The 9 original Planet-Projects — BEINGS, CRADLE, ECM, GEOS, RBF4Ed, and three others — each contribute a 7% coordination levy to the Task Force, totaling approximately $8.2M over 7 years. This mechanism ensures that every Planet-Project that benefits from Task Force coordination contributes to its cost. The levy is applied at the point of disbursement, creating direct accountability between Planet-Projects and the Task Force.
AUDA-NEPAD provides the institutional home for the Task Force and the African Union's continuing stewardship of Africa's DPI-Ed. This follows the precedent established by SIFA and COYWA, African Union-hosted continental programmes where:
This model is fundamentally different from institution-building investment, where the AU would establish and endow a permanent bureau. The Task Force will serve its purpose and transition.
The Task Force will execute three core functions across Years 3–7:
Function 1 — Continental Coordination & Delivery Enablement: Coordinate the 9 Planet-Projects' implementation, manage resource flows, facilitate technical and policy knowledge transfer across projects and countries, and remove implementation blockages.

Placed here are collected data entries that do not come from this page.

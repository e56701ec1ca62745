//! The t-way combination space.
//!
//! An obligation pins `t` parameter positions to specific values. The
//! universe for `(domains, t)` holds one obligation for every size-`t`
//! subset of positions and every value assignment over that subset.

use std::collections::BTreeSet;

use serde::{Deserialize, Serialize};

use super::TestCase;

/// A t-way coverage obligation: `positions[k]` must hold `values[k]`.
///
/// `positions` is strictly increasing.
#[derive(Debug, Clone, PartialEq, Eq, Hash, PartialOrd, Ord, Serialize, Deserialize)]
pub struct Obligation {
    pub positions: Vec<usize>,
    pub values: Vec<usize>,
}

impl Obligation {
    /// Whether `case` assigns every pinned position its pinned value.
    pub fn is_satisfied_by(&self, case: &TestCase) -> bool {
        self.positions
            .iter()
            .zip(&self.values)
            .all(|(&pos, &val)| case.values.get(pos) == Some(&val))
    }

    pub fn strength(&self) -> usize {
        self.positions.len()
    }
}

/// All size-`t` subsets of `0..n`, each in increasing order, lexicographically.
pub fn position_combinations(n: usize, t: usize) -> Vec<Vec<usize>> {
    if t == 0 || t > n {
        return vec![];
    }

    let mut result = Vec::new();
    let mut current: Vec<usize> = (0..t).collect();

    loop {
        result.push(current.clone());

        // Rightmost slot that can still advance.
        let Some(slot) = (0..t).rev().find(|&i| current[i] < n - t + i) else {
            break;
        };
        current[slot] += 1;
        for i in (slot + 1)..t {
            current[i] = current[i - 1] + 1;
        }
    }

    result
}

/// Enumerate every obligation for the given domain sizes and strength.
///
/// Pure and deterministic; the result is the full obligation universe.
pub fn enumerate(domain_sizes: &[usize], t: usize) -> BTreeSet<Obligation> {
    let mut universe = BTreeSet::new();

    for positions in position_combinations(domain_sizes.len(), t) {
        let sizes: Vec<usize> = positions.iter().map(|&p| domain_sizes[p]).collect();
        if sizes.iter().any(|&s| s == 0) {
            continue;
        }

        // Odometer over the Cartesian product of the chosen domains.
        let mut values = vec![0usize; t];
        'product: loop {
            universe.insert(Obligation {
                positions: positions.clone(),
                values: values.clone(),
            });

            for digit in (0..t).rev() {
                values[digit] += 1;
                if values[digit] < sizes[digit] {
                    continue 'product;
                }
                values[digit] = 0;
            }
            break;
        }
    }

    universe
}

/// Size of the obligation universe, computed without enumerating it.
///
/// This is the elementary symmetric polynomial of degree `t` over the domain
/// sizes, built one domain at a time in `O(n * t)`. Saturates at `u128::MAX`
/// for absurd inputs.
pub fn universe_size(domain_sizes: &[usize], t: usize) -> u128 {
    if t == 0 || t > domain_sizes.len() {
        return 0;
    }
    // e[j]: obligation count of strength j over the domains seen so far.
    let mut e = vec![0u128; t + 1];
    e[0] = 1;
    for &size in domain_sizes {
        for j in (1..=t).rev() {
            e[j] = e[j].saturating_add(e[j - 1].saturating_mul(size as u128));
        }
    }
    e[t]
}

/// Independent coverage audit of a finished suite.
#[derive(Debug, Clone, PartialEq, Eq, Serialize, Deserialize)]
pub struct CoverageAudit {
    pub covered: usize,
    pub total: usize,
}

impl CoverageAudit {
    pub fn is_complete(&self) -> bool {
        self.covered == self.total
    }
}

/// Recompute from scratch how many obligations `suite` satisfies.
pub fn check_coverage(suite: &[TestCase], domain_sizes: &[usize], t: usize) -> CoverageAudit {
    let universe = enumerate(domain_sizes, t);
    let covered = universe
        .iter()
        .filter(|o| suite.iter().any(|case| o.is_satisfied_by(case)))
        .count();
    CoverageAudit {
        covered,
        total: universe.len(),
    }
}
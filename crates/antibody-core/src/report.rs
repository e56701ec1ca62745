//! Caller-facing suite report.

use antibody_explore::immune::driver::{SearchOutcome, SearchPhase};
use antibody_explore::space::combination::check_coverage;
use antibody_ir::types::{GenerationRequest, ParameterSet};
use serde::{Deserialize, Serialize};

use crate::analytics::RunAnalytics;

/// The generated suite with its coverage accounting.
#[derive(Debug, Clone, Serialize, Deserialize)]
pub struct SuiteReport {
    /// Parameter labels, in position order.
    pub parameters: Vec<String>,
    /// Each test case as value tokens.
    pub suite: Vec<Vec<String>>,
    pub strength: usize,
    pub covered: usize,
    pub total: usize,
    pub uncoverable: usize,
    pub phase: SearchPhase,
    pub iterations: usize,
    /// Coverage recomputed from the final suite alone.
    pub audited_covered: usize,
    pub analytics: RunAnalytics,
}

impl SuiteReport {
    pub fn build(
        request: &GenerationRequest,
        outcome: &SearchOutcome,
        analytics: RunAnalytics,
    ) -> Self {
        let parameters: &ParameterSet = &request.parameters;
        let audit = check_coverage(
            &outcome.suite,
            &parameters.domain_sizes(),
            request.search.strength,
        );
        Self {
            parameters: (0..parameters.len()).map(|p| parameters.label(p)).collect(),
            suite: outcome
                .suite
                .iter()
                .map(|case| case.render(parameters))
                .collect(),
            strength: request.search.strength,
            covered: outcome.covered,
            total: outcome.total,
            uncoverable: outcome.uncoverable,
            phase: outcome.phase,
            iterations: outcome.iterations,
            audited_covered: audit.covered,
            analytics,
        }
    }

    pub fn coverage_percent(&self) -> f64 {
        if self.total == 0 {
            0.0
        } else {
            self.covered as f64 / self.total as f64 * 100.0
        }
    }

    pub fn is_complete(&self) -> bool {
        self.phase == SearchPhase::Converged
    }

    pub fn to_json(&self) -> Result<String, serde_json::Error> {
        serde_json::to_string_pretty(self)
    }
}

impl std::fmt::Display for SuiteReport {
    fn fmt(&self, f: &mut std::fmt::Formatter<'_>) -> std::fmt::Result {
        if self.is_complete() {
            writeln!(f, "All {}-way combinations are covered!", self.strength)?;
        }
        writeln!(f, "Final Test Suite Size: {}", self.suite.len())?;
        writeln!(
            f,
            "Coverage Achieved: {}/{} ({:.2}%)",
            self.covered,
            self.total,
            self.coverage_percent()
        )?;
        if self.uncoverable > 0 {
            writeln!(
                f,
                "Uncoverable under forbidden rules: {}",
                self.uncoverable
            )?;
        }
        writeln!(f)?;
        writeln!(f, "Generated Test Suite:")?;
        for (idx, case) in self.suite.iter().enumerate() {
            writeln!(f, "Test Case {}: [{}]", idx + 1, case.join(", "))?;
        }
        Ok(())
    }
}
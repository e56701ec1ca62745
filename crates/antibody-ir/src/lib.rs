pub mod parse;
pub mod types;
pub mod validate;
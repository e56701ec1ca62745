//! Coverage tracking and suite acceptance.
//!
//! The tracker owns the set of uncovered obligations and the growing test
//! suite. Obligations only ever leave the set, and the suite only grows.

use std::collections::BTreeSet;

use crate::space::candidate::is_near_duplicate;
use crate::space::combination::Obligation;
use crate::space::TestCase;

/// What `CoverageTracker::accept` did with a candidate.
#[derive(Debug, Clone, Copy, PartialEq, Eq)]
pub struct Acceptance {
    /// Obligations the candidate newly satisfied (0 when rejected).
    pub newly_covered: usize,
    /// Whether the candidate joined the suite.
    pub accepted: bool,
    /// Whether the coverage set is now empty.
    pub complete: bool,
}

#[derive(Debug, Clone)]
pub struct CoverageTracker {
    uncovered: BTreeSet<Obligation>,
    total: usize,
    suite: Vec<TestCase>,
    duplicate_threshold: usize,
}

impl CoverageTracker {
    /// Start with every obligation of `universe` uncovered and an empty suite.
    pub fn new(universe: BTreeSet<Obligation>, duplicate_threshold: usize) -> Self {
        Self {
            total: universe.len(),
            uncovered: universe,
            suite: Vec::new(),
            duplicate_threshold,
        }
    }

    /// Offer a candidate to the suite.
    ///
    /// It is appended only if it satisfies at least one uncovered obligation
    /// and is not a near-duplicate of a suite member; the obligations it
    /// satisfies are then removed. Otherwise nothing changes.
    pub fn accept(&mut self, case: &TestCase) -> Acceptance {
        let newly_covered = self
            .uncovered
            .iter()
            .filter(|o| o.is_satisfied_by(case))
            .count();

        if newly_covered == 0 || is_near_duplicate(case, &self.suite, self.duplicate_threshold) {
            return Acceptance {
                newly_covered: 0,
                accepted: false,
                complete: self.is_complete(),
            };
        }

        self.uncovered.retain(|o| !o.is_satisfied_by(case));
        self.suite.push(case.clone());

        Acceptance {
            newly_covered,
            accepted: true,
            complete: self.is_complete(),
        }
    }

    pub fn uncovered(&self) -> &BTreeSet<Obligation> {
        &self.uncovered
    }

    pub fn uncovered_count(&self) -> usize {
        self.uncovered.len()
    }

    pub fn covered_count(&self) -> usize {
        self.total - self.uncovered.len()
    }

    pub fn total(&self) -> usize {
        self.total
    }

    pub fn is_complete(&self) -> bool {
        self.uncovered.is_empty()
    }

    pub fn suite(&self) -> &[TestCase] {
        &self.suite
    }

    pub fn into_suite(self) -> Vec<TestCase> {
        self.suite
    }
}

#[cfg(test)]
mod tests {
    use super::*;
    use crate::space::combination::enumerate;

    fn tracker() -> CoverageTracker {
        CoverageTracker::new(enumerate(&[2, 2], 2), 1)
    }

    #[test]
    fn test_accept_covers_and_appends() {
        let mut t = tracker();
        let result = t.accept(&TestCase::new(vec![0, 1]));
        assert_eq!(
            result,
            Acceptance {
                newly_covered: 1,
                accepted: true,
                complete: false
            }
        );
        assert_eq!(t.covered_count(), 1);
        assert_eq!(t.uncovered_count(), 3);
        assert_eq!(t.suite().len(), 1);
    }

    #[test]
    fn test_duplicate_is_rejected_without_state_change() {
        let mut t = tracker();
        t.accept(&TestCase::new(vec![0, 1]));
        let again = t.accept(&TestCase::new(vec![0, 1]));
        assert!(!again.accepted);
        assert_eq!(t.suite().len(), 1);
        assert_eq!(t.uncovered_count(), 3);
    }

    #[test]
    fn test_near_duplicate_with_covering_value_is_rejected() {
        let mut t = CoverageTracker::new(enumerate(&[2, 2, 2], 1), 2);
        t.accept(&TestCase::new(vec![0, 0, 0]));
        // Covers a new obligation but is within distance 2 of a suite member.
        let close = t.accept(&TestCase::new(vec![1, 0, 0]));
        assert!(!close.accepted);
        let far = t.accept(&TestCase::new(vec![1, 1, 1]));
        assert!(far.accepted);
        assert!(far.complete);
    }

    #[test]
    fn test_full_coverage_reports_complete() {
        let mut t = tracker();
        for case in [[0, 0], [0, 1], [1, 0]] {
            assert!(!t.accept(&TestCase::new(case.to_vec())).complete);
        }
        let last = t.accept(&TestCase::new(vec![1, 1]));
        assert!(last.accepted && last.complete);
        assert!(t.is_complete());
        assert_eq!(t.covered_count(), t.total());
    }

    #[test]
    fn test_case_covering_nothing_new_is_rejected() {
        let mut t = CoverageTracker::new(enumerate(&[2, 2, 2], 1), 1);
        t.accept(&TestCase::new(vec![0, 0, 0]));
        let result = t.accept(&TestCase::new(vec![0, 0, 0]));
        assert!(!result.accepted);
        t.accept(&TestCase::new(vec![1, 1, 1]));
        // Not a duplicate of either member, but every value it uses is already covered.
        let redundant = t.accept(&TestCase::new(vec![0, 1, 0]));
        assert_eq!(redundant.newly_covered, 0);
        assert!(!redundant.accepted);
    }
}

Function 2 — Trust, Integrity & System Stewardship: Maintain quality, safety, and evidence integrity across the ecosystem; manage the ecosystem's reputation with Ministries and international partners; ensure that the standards embedded in Planet-Project specifications are maintained in practice.
Function 3 — Institutional Transition & Capability Transfer: Beginning in Year 5, build the capacity of national institutions to steward Planet-Project implementations post-Breakthrough, prepare for AU permanent institutional hosting (if approved by the Assembly), and design the Task Force's managed transition at Year 7.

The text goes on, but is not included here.